What are the GDPR principles relevant to cookie consent?
- Consent requires a positive, unambiguous step.
- Users must be very clear what they are consenting to.
- Consent must be given before cookies are placed (except those which are “strictly necessary”).
- It must be easy for users to opt out of different kinds of cookies at any time.
- User consents must be recorded.
What should the cookie consent notice say?
There are many different kinds of cookie consent models. Many people think that under the GDPR it’s reasonable to proceed on the basis of “soft opt in”. This tells users that you will place cookies if they continue to use the site. Cookies are then only set if the user either clicks an “ok” (or similar) button or navigates to another page on the site. This notice must stay prominently in place until the user takes that further action. The cookie choices should be spelt out clearly in the message but this can be “layered”.
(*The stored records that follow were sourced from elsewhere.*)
use async_trait::async_trait;
use shared::{
    domain::Master,
    protocol::{PageRequest, ResultSet},
};

use crate::{
    api::RemoteDataApi,
    download::Endpoint,
    error::ClientError,
    linking::LinkTarget,
    list::{QueryMode, Record},
    master::MasterContext,
    session::AuthContext,
};

/// Everything that distinguishes one entity list from another: its endpoints, its
/// columns, and how it reacts to the shared master context.
#[async_trait]
pub trait EntityDescriptor: Send + Sync + 'static {
    type Record: Record;

    fn name(&self) -> &'static str;

    /// The master setting under which this list is the driving list.
    fn own_master(&self) -> Master;

    fn display_columns(&self) -> &'static [&'static str];

    /// Masters whose selected record scopes this list.
    fn related_masters(&self) -> &'static [Master];

    fn query_mode(&self, master: &MasterContext, auth: &dyn AuthContext) -> QueryMode;

    /// Relevant when the master setting itself changed, or when the master this list
    /// is slaved to now has a different selected record.
    fn is_relevant_change(&self, previous: &MasterContext, next: &MasterContext) -> bool {
        if previous.master != next.master {
            return true;
        }
        self.related_masters().contains(&next.master)
            && previous.selected_id(next.master) != next.selected_id(next.master)
    }

    /// The plain GET endpoint equivalent to a live query, for download links.
    fn endpoint(&self, mode: &QueryMode) -> Option<Endpoint>;

    fn link_target(&self, _master: &MasterContext, _record: &Self::Record) -> Option<LinkTarget> {
        None
    }

    async fn load_unfiltered(
        &self,
        api: &dyn RemoteDataApi,
        page: &PageRequest,
    ) -> Result<ResultSet<Self::Record>, ClientError>;

    async fn load_by_relation(
        &self,
        api: &dyn RemoteDataApi,
        via: Master,
        related_id: i64,
        related_key: Option<&str>,
        page: &PageRequest,
    ) -> Result<ResultSet<Self::Record>, ClientError>;

    async fn load_by_id(
        &self,
        api: &dyn RemoteDataApi,
        id: i64,
    ) -> Result<Option<Self::Record>, ClientError>;
}
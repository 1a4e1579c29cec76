//! Explicit links between a person and a publication, declaration or quotation.

use shared::domain::{DeclarationId, PersonId, PublicationId, QuotationId};

use crate::{
    api::{MutationStatus, RemoteDataApi},
    error::ClientError,
};

#[derive(Debug, Clone, Copy, PartialEq, Eq)]
pub enum LinkTarget {
    Authorship {
        person_id: PersonId,
        publication_id: PublicationId,
    },
    Signatory {
        person_id: PersonId,
        declaration_id: DeclarationId,
    },
    QuotationAuthor {
        quotation_id: QuotationId,
        person_id: PersonId,
    },
}

impl LinkTarget {
    /// Makes (`link == true`) or breaks the link on the server.
    pub async fn apply(
        self,
        api: &dyn RemoteDataApi,
        link: bool,
    ) -> Result<MutationStatus, ClientError> {
        match self {
            LinkTarget::Authorship {
                person_id,
                publication_id,
            } if link => api.create_authorship(person_id, publication_id).await,
            LinkTarget::Authorship {
                person_id,
                publication_id,
            } => api.delete_authorship(person_id, publication_id).await,
            LinkTarget::Signatory {
                person_id,
                declaration_id,
            } if link => api.create_signatory(person_id, declaration_id).await,
            LinkTarget::Signatory {
                person_id,
                declaration_id,
            } => api.delete_signatory(person_id, declaration_id).await,
            LinkTarget::QuotationAuthor {
                quotation_id,
                person_id,
            } => {
                api.link_quotation_author(quotation_id, link.then_some(person_id))
                    .await
            }
        }
    }
}
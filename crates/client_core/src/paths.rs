//! REST service routes, relative to the service base URL.

pub const AUTH_LOGIN: &str = "/auth/login";
pub const AUTHORSHIP: &str = "/authorship";
pub const DECLARATION: &str = "/declaration";
pub const DECLARATION_FIND: &str = "/declaration/find";
pub const DECLARATION_FIND_BY_SIGNATORY: &str = "/declaration/findBySignatory";
pub const PERSON: &str = "/person";
pub const PERSON_FIND: &str = "/person/find";
pub const PERSON_FIND_BY_DECLARATION: &str = "/person/findByDeclaration";
pub const PERSON_FIND_BY_PUBLICATION: &str = "/person/findByPublication";
pub const PUBLICATION: &str = "/publication";
pub const PUBLICATION_FIND: &str = "/publication/find";
pub const PUBLICATION_FIND_BY_AUTHOR: &str = "/publication/findByAuthor";
pub const QUOTATION: &str = "/quotation";
pub const QUOTATION_FIND: &str = "/quotation/find";
pub const QUOTATION_FIND_BY_AUTHOR: &str = "/quotation/findByAuthor";
pub const SIGNATORY: &str = "/signatory";

pub const PUBLICATION_ID: &str = "publicationId";
pub const DECLARATION_ID: &str = "declarationId";
pub const PERSON_ID: &str = "personId";
pub const LAST_NAME: &str = "lastName";
pub const CONTENT_TYPE: &str = "contentType";

/// Relation query pairs for the `findBy*` endpoints keyed by a person.
pub fn person_relation_pairs(
    person_id: i64,
    last_name: Option<&str>,
) -> Vec<(&'static str, String)> {
    let mut pairs = vec![(PERSON_ID, person_id.to_string())];
    if let Some(last_name) = last_name.filter(|name| !name.is_empty()) {
        pairs.push((LAST_NAME, last_name.to_string()));
    }
    pairs
}
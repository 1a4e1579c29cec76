use super::*;

#[test]
fn classifies_status_errors_by_code() {
    let unauthorized = ClientError::status(401, ApiError::from_status(401, ""));
    assert_eq!(unauthorized.category(), ErrorCategory::Auth);
    assert!(unauthorized.requires_reauth());

    let missing = ClientError::status(404, ApiError::from_status(404, "no such person"));
    assert_eq!(missing.category(), ErrorCategory::NotFound);
    assert!(!missing.requires_reauth());

    let invalid = ClientError::status(422, ApiError::new(ErrorCode::Validation, "bad sort"));
    assert_eq!(invalid.category(), ErrorCategory::Validation);
}

#[test]
fn unsupported_relation_names_list_and_master() {
    let err = ClientError::UnsupportedRelation {
        list: "publications",
        via: Master::Quotations,
    };
    assert_eq!(err.to_string(), "publications cannot be related to QUOTATIONS");
    assert_eq!(err.category(), ErrorCategory::Validation);
}

#[test]
fn malformed_base_url_is_a_validation_error() {
    let err = ClientError::from(url::Url::parse("climate.test").expect_err("relative"));
    assert_eq!(err.category(), ErrorCategory::Validation);
    assert!(!err.requires_reauth());
}
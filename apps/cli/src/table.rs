use serde::Serialize;
use serde_json::Value;

const MAX_CELL_CHARS: usize = 48;

/// Tab-separated rows: the record id, then each display column by server field name.
pub fn render_rows<R: Serialize>(columns: &[&str], rows: &[R]) -> serde_json::Result<String> {
    let mut out = String::from("ID");
    for column in columns {
        out.push('\t');
        out.push_str(column);
    }
    for row in rows {
        let value = serde_json::to_value(row)?;
        out.push('\n');
        out.push_str(&cell(value.get("ID")));
        for column in columns {
            out.push('\t');
            out.push_str(&cell(value.get(*column)));
        }
    }
    Ok(out)
}

fn cell(value: Option<&Value>) -> String {
    let text = match value {
        None | Some(Value::Null) => String::new(),
        Some(Value::Bool(true)) => "yes".into(),
        Some(Value::Bool(false)) => "no".into(),
        Some(Value::String(s)) => s.split_whitespace().collect::<Vec<_>>().join(" "),
        Some(other) => other.to_string(),
    };
    if text.chars().count() > MAX_CELL_CHARS {
        let mut short: String = text.chars().take(MAX_CELL_CHARS - 3).collect();
        short.push_str("...");
        short
    } else {
        text
    }
}

#[cfg(test)]
#[path = "tests/table_tests.rs"]
mod tests;
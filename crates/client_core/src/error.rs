//! Client-side error taxonomy and the pluggable error reporter used by list loads.

use shared::{
    domain::Master,
    error::{ApiError, ErrorCode},
};
use thiserror::Error;
use tracing::error;

#[derive(Debug, Error)]
pub enum ClientError {
    #[error("transport failure: {0}")]
    Transport(#[from] reqwest::Error),
    #[error("server returned {status}: {error}")]
    Status { status: u16, error: ApiError },
    #[error("malformed response body: {0}")]
    Decode(#[from] serde_json::Error),
    #[error("invalid service url: {0}")]
    Url(#[from] url::ParseError),
    #[error("invalid session token: {0}")]
    Token(#[from] jsonwebtoken::errors::Error),
    #[error("{list} cannot be related to {via}")]
    UnsupportedRelation { list: &'static str, via: Master },
}

#[derive(Debug, Clone, Copy, PartialEq, Eq)]
pub enum ErrorCategory {
    Auth,
    Transport,
    NotFound,
    Validation,
    Unknown,
}

impl ClientError {
    pub fn status(status: u16, error: ApiError) -> Self {
        Self::Status { status, error }
    }

    pub fn category(&self) -> ErrorCategory {
        match self {
            ClientError::Transport(_) => ErrorCategory::Transport,
            ClientError::Status { error, .. } => match error.code {
                ErrorCode::Unauthorized | ErrorCode::Forbidden => ErrorCategory::Auth,
                ErrorCode::NotFound => ErrorCategory::NotFound,
                ErrorCode::Validation => ErrorCategory::Validation,
                ErrorCode::RateLimited | ErrorCode::Internal => ErrorCategory::Unknown,
            },
            ClientError::Decode(_) => ErrorCategory::Unknown,
            ClientError::Token(_) => ErrorCategory::Auth,
            ClientError::Url(_) | ClientError::UnsupportedRelation { .. } => {
                ErrorCategory::Validation
            }
        }
    }

    pub fn requires_reauth(&self) -> bool {
        self.category() == ErrorCategory::Auth
    }
}

/// Receives load and mutation failures so that they never escape a load cycle.
pub trait ErrorHandler: Send + Sync {
    fn on_error(&self, list: &'static str, err: &ClientError);
}

/// Reports failures through `tracing`.
#[derive(Debug, Default, Clone, Copy)]
pub struct LogErrorHandler;

impl ErrorHandler for LogErrorHandler {
    fn on_error(&self, list: &'static str, err: &ClientError) {
        error!(
            list,
            category = ?err.category(),
            reauth = err.requires_reauth(),
            "request failed: {err}"
        );
    }
}

#[cfg(test)]
#[path = "tests/error_tests.rs"]
mod tests;
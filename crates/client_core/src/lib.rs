//! Client core for browsing the climate science database: the REST client, the
//! authentication session, and the generic paginated list machinery shared by the
//! persons, publications, declarations and quotations lists.

pub mod api;
pub mod download;
pub mod entities;
pub mod error;
pub mod linking;
pub mod list;
pub mod master;
pub mod paths;
pub mod rest;
pub mod session;

pub use api::{MutationStatus, RemoteDataApi};
pub use entities::{DeclarationList, PersonList, PublicationList, QuotationList};
pub use error::{ClientError, ErrorCategory, ErrorHandler, LogErrorHandler};
pub use list::{
    EntityDescriptor, LinkOutcome, ListController, ListDataSource, ListPhase, ListQuery,
    ListSettings, ListState, QueryMode, Record, Relation,
};
pub use master::MasterContext;
pub use rest::RestClient;
pub use session::{AuthContext, Session, StaticAuth};

#[cfg(test)]
#[path = "tests/support.rs"]
pub(crate) mod test_support;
What about cookie consent tools?
If not already done, you may want to talk to your web developer about using a suitable GDPR-compliant cookie consent tool. Google lists some suggested tools on www.cookiechoices.org. The Information Commissioner’s Office itself uses “Cookie Control”, so that might not be a bad place to start.
The advantage of these tools is that they can help you to present the cookie information and options in a prominent, clear and comprehensible way to your users – the kind of thing which the GDPR likes to hear!
What does Google have to say about cookies?
- https://www.google.com/about/company/user-consent-policy-help.html (useful guidance).
- www.cookiechoices.org (Google’s cookie advice website).